Stored data

= = = = =

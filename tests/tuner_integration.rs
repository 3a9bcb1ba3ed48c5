//! End-to-end runs of the tuner against the in-memory execution service.

use std::sync::Once;
use u_tuner::error::{ConfigError, TunerError};
use u_tuner::service::{ExecutionService, MemoryService, RunReport};
use u_tuner::space::{CutPoints, Parameter, ParameterSpace, VectorConfig, VectorSpace};
use u_tuner::tuner::{
    CostFunction, InstanceId, NoDelay, Offspring, Termination, TunerConfig, TunerRunner,
    WorkloadEntry, WorkloadPolicy,
};

static INIT: Once = Once::new();

fn init_tracing() {
    INIT.call_once(|| {
        let _ = tracing_subscriber::fmt()
            .with_test_writer()
            .with_max_level(tracing::Level::DEBUG)
            .try_init();
    });
}

/// Two real parameters and one integer parameter.
fn solver_space() -> VectorSpace {
    VectorSpace::new(vec![
        Parameter::real("restart_factor", 1.0, 3.0),
        Parameter::real("decay", 0.8, 1.0),
        Parameter::integer("luby", 0, 4),
    ])
}

/// Fast near `restart_factor = 1.5, decay = 0.95, luby = 2`, harder instances
/// take longer, and configurations far from the optimum time out.
fn solver_model(config: &VectorConfig, entry: &WorkloadEntry) -> RunReport {
    let v = config.values();
    let distance = (v[0] - 1.5).powi(2) + 10.0 * (v[1] - 0.95).powi(2) + 0.1 * (v[2] - 2.0).powi(2);
    let time = (1.0 + distance) * entry.instance.0 as f64;
    if time > 8.0 {
        RunReport::failed()
    } else {
        RunReport::solved(time)
    }
}

fn instances() -> Vec<InstanceId> {
    (1..=4).map(InstanceId).collect()
}

fn base_config() -> TunerConfig {
    TunerConfig::default()
        .with_population_size(16)
        .with_tournament_size(3)
        .with_cpu_time_limit(10.0)
        .with_poll_interval_ms(0)
        .with_seed(2024)
}

#[test]
fn test_search_improves_on_first_generation() {
    init_tracing();
    let mut service = MemoryService::new(solver_model);
    let config = base_config().with_max_hits(20).with_max_generations(15);

    let result = TunerRunner::run_with(
        &solver_space(),
        &mut service,
        &instances(),
        &config,
        NoDelay,
        None,
    )
    .unwrap();

    assert_eq!(result.history.len(), result.generations);
    let first = result.history[0];
    assert!(result.best_cost <= first.best_cost);
    assert!(result.final_stats.mean_cost < first.mean_cost);
    assert!(solver_space()
        .decode(&solver_space().encode(&result.best.config).unwrap())
        .is_ok());
}

#[test]
fn test_runs_are_reproducible_from_seed() {
    init_tracing();
    let run = |seed: u64| {
        let mut service = MemoryService::new(solver_model).with_latency(1);
        let config = base_config().with_seed(seed).with_max_generations(10);
        let result = TunerRunner::run_with(
            &solver_space(),
            &mut service,
            &instances(),
            &config,
            NoDelay,
            None,
        )
        .unwrap();
        (result.history, result.best.config, service.stats())
    };

    assert_eq!(run(7), run(7));
}

#[test]
fn test_configuration_is_registered_once_per_run() {
    init_tracing();
    let mut service = MemoryService::new(solver_model);
    let config = base_config()
        .with_workload(WorkloadPolicy::Repeats(2))
        .with_max_generations(8);

    TunerRunner::run_with(
        &solver_space(),
        &mut service,
        &instances(),
        &config,
        NoDelay,
        None,
    )
    .unwrap();

    let stats = service.stats();
    // every registration is dispatched on the full workload, nothing else
    assert_eq!(stats.dispatches, stats.registrations * 8);
    assert_eq!(service.len(), stats.registrations);
}

#[test]
fn test_racing_workload_with_paired_crossover() {
    init_tracing();
    let space = solver_space();
    let mut service = MemoryService::new(solver_model)
        .with_latency(2)
        .with_partial_responses(true);
    let config = base_config()
        .with_offspring(Offspring::Two)
        .with_crossover_points(CutPoints::Two)
        .with_cost_function(CostFunction::Parx(10.0))
        .with_workload(WorkloadPolicy::Racing { course_length: 20 })
        .with_max_generations(12);

    let result =
        TunerRunner::run_with(&space, &mut service, &instances(), &config, NoDelay, None).unwrap();

    assert!(result.generations >= 2);
    assert!(result.best_cost > 0.0);
    // PAR10 never charges more than ten times the limit
    assert!(result.history.iter().all(|s| s.best_cost <= 100.0));
}

#[test]
fn test_seeding_from_best_known_configurations() {
    init_tracing();
    let space = solver_space();
    let mut service = MemoryService::new(solver_model);
    let known = VectorConfig::new(vec![1.5, 0.95, 2.0]);
    let id = service.insert_evaluated(known.clone(), "hand tuned", 2.5, CostFunction::Average);

    let config = base_config().with_seeded(1).with_max_generations(3);
    let result =
        TunerRunner::run_with(&space, &mut service, &instances(), &config, NoDelay, None).unwrap();

    // the seeded configuration is optimal for this model
    assert_eq!(result.history[0].best_cost, 2.5);
    assert!(result.best_cost <= 2.5);
    assert_eq!(service.cost(id).unwrap(), Some(2.5));
}

#[test]
fn test_flat_costs_terminate_by_convergence() {
    init_tracing();
    let mut service = MemoryService::new(|_: &VectorConfig, _: &WorkloadEntry| RunReport::solved(3.0));
    let config = base_config().with_max_hits(3);

    let result = TunerRunner::run_with(
        &solver_space(),
        &mut service,
        &instances(),
        &config,
        NoDelay,
        None,
    )
    .unwrap();

    assert_eq!(result.terminated_by, Termination::Converged);
    assert_eq!(result.generations, 4);
}

#[test]
fn test_odd_population_with_paired_crossover_is_rejected() {
    let mut service = MemoryService::new(solver_model);
    let config = base_config()
        .with_population_size(15)
        .with_offspring(Offspring::Two);

    let err = TunerRunner::run_with(
        &solver_space(),
        &mut service,
        &instances(),
        &config,
        NoDelay,
        None,
    )
    .unwrap_err();

    assert!(matches!(err, TunerError::Config(ConfigError::OddPopulation(15))));
    assert!(service.is_empty());
}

= = = = =

- [YOUR INSTRUCTIONS]
Look through the preceding entries for the word "integer". Report how many lines hold it, and only that number.

- [RESPONSE AREA]
2